A 2018 study in the American Journal of Managed Care highlighted the effectiveness of a quality improvement program combining EHR-integrated tools and patient engagement strategies when treating patients with chronic kidney disease.
Over a one-year period, Sequist et al. observed 153 primary care physicians treating 3,947 high-risk patients and 3,744 low-risk patients with stage III chronic kidney disease across 13 ambulatory health centers at Harvard Vanguard Medical Associates in Massachusetts.
As part of the study, participating physicians received a set of EHR-integrated alerts through the practice’s Epic EHR system during office visits with recommendations for risk-appropriate chronic kidney disease care.
When treating high-risk patients, physicians received EHR alerts recommending a referral to a nephrologist if the patient had not visited the specialist in the past 12 months. Physicians also received an EHR alert recommending specific prescriptions if the patient had a diagnosis of hypertension or albuminuria and had not been prescribed the medications in the last year.
For low-risk patients, physicians received prescription recommendation alerts as well as alerts suggesting certain overdue lab tests.
Low-risk patients who had participated in the quality improvement program were about 25 percent more likely to have received urine microalbumin testing than patients not enrolled in the program.
Additionally, participating high-risk patients were over 10 percent more likely to have seen a nephrologist in the past 12 months than those not enrolled in the program.
Utilizing EHR alerts to deliver recommendations to physicians specific to a patient’s condition and level of risk can help to facilitate more accurate care delivery for improved patient health outcomes.
Alerts can also help providers cut down on unnecessary testing and reduce potential instances of patient harm.
Patient Safety
While EHR alerts have been associated with information overload and fatigue, some hospitals and health systems have taken steps to implement alerts that help to cut down on unnecessary testing and procedures to improve patient safety, save providers time, and reduce hospital spending.
The Choosing Wisely Campaign launched by the American Board of Internal Medicine (ABIM) foundation and Consumer Reports in 2012 aimed to reduce medical test ordering by prompting providers to identify and cut back on five tests or procedures that are frequently ineffectual.
Several California hospitals — including Cedars-Sinai Medical Center in Los Angeles — took part in the initiative and attempted to cut costs and instances of patient harm through slight changes to their EHRs.

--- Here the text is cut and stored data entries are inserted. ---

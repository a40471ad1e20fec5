//! Request handlers for the web front end.
//!
//! `/weather` always answers 200: failures come back as `{"error": ...}`
//! payloads rather than HTTP error statuses, so the page can treat both
//! outcomes uniformly.

use axum::{Json, extract::State, response::Html};
use serde::{Deserialize, Serialize};
use weather_core::{WeatherOutput, current_weather};

use crate::state::AppState;

const INDEX_HTML: &str = include_str!("../assets/index.html");

/// Static landing page with the location form.
pub async fn index() -> Html<&'static str> {
    Html(INDEX_HTML)
}

/// Body of `POST /weather`.
#[derive(Debug, Clone, Deserialize)]
pub struct WeatherRequest {
    pub location: String,
}

pub async fn weather(
    State(state): State<AppState>,
    Json(req): Json<WeatherRequest>,
) -> Json<WeatherOutput> {
    Json(current_weather(state.source.as_ref(), &req.location, true).await)
}

/// Health check response
#[derive(Debug, Clone, Serialize, Deserialize)]
pub struct HealthResponse {
    pub status: String,
    pub version: String,
}

/// Liveness check - is the server running?
pub async fn health_check() -> Json<HealthResponse> {
    Json(HealthResponse {
        status: "ok".to_string(),
        version: env!("CARGO_PKG_VERSION").to_string(),
    })
}
use anyhow::Result;
use clap::{Parser, Subcommand};
use inquire::{Confirm, Text};
use weather_core::{Config, WeatherApiClient, WeatherOutput, current_weather};

/// Top-level CLI struct.
#[derive(Debug, Parser)]
#[command(name = "weather", version, about = "Current weather for any location")]
pub struct Cli {
    #[command(subcommand)]
    pub command: Option<Command>,
}

#[derive(Debug, Subcommand)]
pub enum Command {
    /// Show current weather for a location and exit.
    Show {
        /// Location name, e.g. "Paris" or "90210".
        location: String,

        /// Include the air-quality block.
        #[arg(long)]
        aqi: bool,
    },

    /// Prompt for locations until you decline to continue (the default).
    Interactive,

    /// Store the WeatherAPI.com API key in the config file.
    Configure,
}

impl Cli {
    pub async fn run(self) -> Result<()> {
        match self.command.unwrap_or(Command::Interactive) {
            Command::Configure => configure(),
            Command::Show { location, aqi } => {
                let client = client_from_config()?;
                print_output(&current_weather(&client, &location, aqi).await);
                Ok(())
            }
            Command::Interactive => interactive().await,
        }
    }
}

fn client_from_config() -> Result<WeatherApiClient> {
    let config = Config::load()?;
    let api_key = config.resolve_api_key()?;

    Ok(WeatherApiClient::with_options(api_key, config.base_url(), config.timeout())?)
}

async fn interactive() -> Result<()> {
    let client = client_from_config()?;

    println!("<----------- Basic Weather App ----------->\n");

    loop {
        let location = Text::new("Enter the location (city):").prompt()?;

        let output = current_weather(&client, &location, true).await;
        print_output(&output);

        let again = Confirm::new("Do you want to check another location?")
            .with_default(true)
            .prompt()?;
        if !again {
            println!("\nExiting the weather app. Have a great day!");
            return Ok(());
        }
    }
}

fn configure() -> Result<()> {
    let mut config = Config::load()?;

    let api_key = Text::new("WeatherAPI.com API key:").prompt()?;
    config.set_api_key(api_key.trim().to_string());
    config.save()?;

    println!("Saved API key to {}", Config::config_file_path()?.display());
    Ok(())
}

/// Errors print as a single line; reports as a block.
fn print_output(output: &WeatherOutput) {
    match output {
        WeatherOutput::Error(reply) => println!("\n{}\n", reply.error),
        WeatherOutput::Report(report) => {
            if report.region.is_empty() {
                println!("\nWeather in {}, {}:", report.city, report.country);
            } else {
                println!("\nWeather in {}, {} ({}):", report.city, report.country, report.region);
            }
            if !report.localtime.is_empty() {
                println!("Local time: {}", report.localtime);
            }
            println!(
                "Temperature: {:.1}°C ({:.1}°F), feels like {:.1}°C",
                report.temp_c, report.temp_f, report.feelslike_c
            );
            println!("Conditions: {}", report.weather_desc);
            println!("Humidity: {}%", report.humidity);
            println!("Wind: {:.1} km/h {}", report.wind_kph, report.wind_dir);
            println!("Pressure: {:.1} mb", report.pressure_mb);
            println!("Visibility: {:.1} km", report.vis_km);
            println!("UV index: {:.1}", report.uv);
            if let Some(aq) = &report.air_quality {
                println!(
                    "Air quality (US EPA index {}): PM2.5 {:.1}, PM10 {:.1}, O3 {:.1}, NO2 {:.1}, CO {:.1}",
                    aq.us_epa_index, aq.pm2_5, aq.pm10, aq.o3, aq.no2, aq.co
                );
            }
            if !report.last_updated.is_empty() {
                println!("Last updated: {}", report.last_updated);
            }
            println!();
        }
    }
}

#[cfg(test)]
mod tests {
    use super::*;

    #[test]
    fn show_parses_location_and_aqi_flag() {
        let cli = Cli::try_parse_from(["weather", "show", "Paris", "--aqi"])
            .expect("args must parse");

        match cli.command {
            Some(Command::Show { location, aqi }) => {
                assert_eq!(location, "Paris");
                assert!(aqi);
            }
            other => panic!("expected Show, got {other:?}"),
        }
    }

    #[test]
    fn no_subcommand_defaults_to_interactive() {
        let cli = Cli::try_parse_from(["weather"]).expect("args must parse");
        assert!(cli.command.is_none());
    }
}
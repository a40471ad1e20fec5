//! Binary crate for the `weather` command-line tool.
//!
//! This crate focuses on:
//! - Parsing CLI arguments
//! - The interactive prompt loop
//! - Human-friendly output formatting

use clap::Parser;
use tracing_subscriber::EnvFilter;

mod cli;

#[tokio::main]
async fn main() -> anyhow::Result<()> {
    tracing_subscriber::fmt()
        .with_env_filter(
            EnvFilter::try_from_default_env().unwrap_or_else(|_| "weather_core=warn".into()),
        )
        .init();

    let cmd = cli::Cli::parse();
    cmd.run().await
}
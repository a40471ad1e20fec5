use std::time::Duration;

use async_trait::async_trait;
use reqwest::{Client, StatusCode};
use serde_json::Value;
use thiserror::Error;
use tracing::{debug, error, warn};

/// WeatherAPI.com base URL; overridable for tests and via config.
pub const DEFAULT_BASE_URL: &str = "http://api.weatherapi.com/v1";

/// Fixed per-request timeout.
pub const DEFAULT_TIMEOUT: Duration = Duration::from_secs(10);

/// Everything that can go wrong while fetching current conditions.
///
/// Every variant is terminal; nothing is retried. The `Display` strings are
/// the exact messages surfaced to users and serialized into [`ErrorReply`].
///
/// [`ErrorReply`]: crate::model::ErrorReply
#[derive(Debug, Error)]
pub enum FetchError {
    #[error("Weather API key is not configured")]
    MissingApiKey,

    #[error("Please enter a location")]
    EmptyLocation,

    /// HTTP 400; carries the provider's own message when it sent one.
    #[error("{0}")]
    InvalidLocation(String),

    #[error("Invalid API key")]
    InvalidApiKey,

    #[error("API quota exceeded")]
    QuotaExceeded,

    #[error("Weather service unavailable (Status: {0})")]
    ServiceUnavailable(u16),

    #[error("Request timeout - please try again")]
    Timeout,

    #[error("Connection error - check your internet connection")]
    Connection,

    #[error("Failed to fetch weather data")]
    Transport,

    #[error("An unexpected error occurred")]
    Internal,
}

/// Seam between the front ends and the concrete HTTP client.
///
/// A successful fetch yields the provider body as opaque JSON; interpreting
/// it is the formatter's job.
#[async_trait]
pub trait WeatherSource: Send + Sync + std::fmt::Debug {
    async fn current(
        &self,
        location: &str,
        include_air_quality: bool,
    ) -> Result<Value, FetchError>;
}

#[derive(Debug, Clone)]
pub struct WeatherApiClient {
    api_key: String,
    base_url: String,
    http: Client,
}

impl WeatherApiClient {
    pub fn new(api_key: impl Into<String>) -> Result<Self, FetchError> {
        Self::with_options(api_key, DEFAULT_BASE_URL, DEFAULT_TIMEOUT)
    }

    pub fn with_options(
        api_key: impl Into<String>,
        base_url: impl Into<String>,
        timeout: Duration,
    ) -> Result<Self, FetchError> {
        let http = Client::builder().timeout(timeout).build().map_err(|e| {
            error!(cause = %e, "failed to build HTTP client");
            FetchError::Internal
        })?;

        Ok(Self { api_key: api_key.into(), base_url: base_url.into(), http })
    }
}

#[async_trait]
impl WeatherSource for WeatherApiClient {
    async fn current(
        &self,
        location: &str,
        include_air_quality: bool,
    ) -> Result<Value, FetchError> {
        let location = location.trim();
        if self.api_key.trim().is_empty() {
            warn!("rejecting request: no API key configured");
            return Err(FetchError::MissingApiKey);
        }
        if location.is_empty() {
            warn!("rejecting request: empty location");
            return Err(FetchError::EmptyLocation);
        }

        let url = format!("{}/current.json", self.base_url);
        let aqi = if include_air_quality { "yes" } else { "no" };
        debug!(%location, aqi, "requesting current conditions");

        let res = self
            .http
            .get(&url)
            .query(&[("key", self.api_key.as_str()), ("q", location), ("aqi", aqi)])
            .send()
            .await
            .map_err(classify_transport_error)?;

        let status = res.status();
        match status {
            StatusCode::OK => res.json::<Value>().await.map_err(|e| {
                error!(cause = %e, "200 response carried an unreadable body");
                FetchError::Internal
            }),
            StatusCode::BAD_REQUEST => {
                let body = res.text().await.unwrap_or_default();
                let message = provider_error_message(&body)
                    .unwrap_or_else(|| "Invalid location".to_string());
                warn!(%message, "provider rejected the location");
                Err(FetchError::InvalidLocation(message))
            }
            StatusCode::UNAUTHORIZED => {
                error!("provider rejected the API key");
                Err(FetchError::InvalidApiKey)
            }
            StatusCode::FORBIDDEN => {
                error!("provider reports the API quota is exceeded");
                Err(FetchError::QuotaExceeded)
            }
            other => {
                error!(status = other.as_u16(), "unexpected provider status");
                Err(FetchError::ServiceUnavailable(other.as_u16()))
            }
        }
    }
}

fn classify_transport_error(e: reqwest::Error) -> FetchError {
    if e.is_timeout() {
        error!(cause = %e, "request to provider timed out");
        FetchError::Timeout
    } else if e.is_connect() {
        error!(cause = %e, "could not connect to provider");
        FetchError::Connection
    } else {
        error!(cause = %e, "transport failure while fetching weather data");
        FetchError::Transport
    }
}

/// Pull `error.message` out of a provider error body, if it parses at all.
fn provider_error_message(body: &str) -> Option<String> {
    let value: Value = serde_json::from_str(body).ok()?;
    value
        .get("error")?
        .get("message")?
        .as_str()
        .map(ToOwned::to_owned)
}

#[cfg(test)]
mod tests {
    use super::*;

    #[test]
    fn error_messages_are_the_documented_strings() {
        assert_eq!(FetchError::InvalidApiKey.to_string(), "Invalid API key");
        assert_eq!(FetchError::QuotaExceeded.to_string(), "API quota exceeded");
        assert_eq!(
            FetchError::ServiceUnavailable(503).to_string(),
            "Weather service unavailable (Status: 503)"
        );
        assert_eq!(FetchError::Timeout.to_string(), "Request timeout - please try again");
        assert_eq!(
            FetchError::Connection.to_string(),
            "Connection error - check your internet connection"
        );
        assert_eq!(FetchError::Transport.to_string(), "Failed to fetch weather data");
        assert_eq!(FetchError::Internal.to_string(), "An unexpected error occurred");
    }

    #[test]
    fn provider_error_message_extracts_nested_field() {
        let body = r#"{"error":{"code":1006,"message":"No matching location found."}}"#;
        assert_eq!(
            provider_error_message(body).as_deref(),
            Some("No matching location found.")
        );
    }

    #[test]
    fn provider_error_message_handles_junk_bodies() {
        assert_eq!(provider_error_message("not json"), None);
        assert_eq!(provider_error_message("{}"), None);
        assert_eq!(provider_error_message(r#"{"error":{}}"#), None);
    }

    #[test]
    fn client_creation_succeeds() {
        assert!(WeatherApiClient::new("KEY").is_ok());
    }
}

Cedars-Sinai reduced test ordering through an alert built directly into clinical workflows.
The EHR alerts notified doctors electronically when ordering tests or drugs that did not align with 18 Choosing Wisely recommendations embedded into the software. In the study, Cedars-Sinai analyzed alerts from 26,424 patient encounters between 2013 and 2016. All Choosing Widely guidelines were followed in 6 percent of those cases, or 1,591 encounters.
In groups that did not comply with Choosing Wisely guidelines, patients had a 14 percent higher rate of readmission and a 29 percent higher risk of complications.
Other California hospitals including Sharp Rees-Stealy Medical Group in San Diego and Los Angeles County-University of Southern California Medical Center also achieved positive results.
Sharp Rees-Steely cut excessive test ordering by over 10 percent, while Los Angeles County USC Medical Center eliminated needless preoperative testing before routine cataract surgery.
Implementing EHR alerts related to Choosing Wisely recommendations into clinical workflows improved efficiency and allowed patients to get into surgery an average of 6 months sooner due to reductions in preoperative testing.
Offering patients useful reminders about patient status updates, test screening, care delivery, and guideline recommendations through EHR alerts is a simple way to improve quality of care and boost patient health outcomes.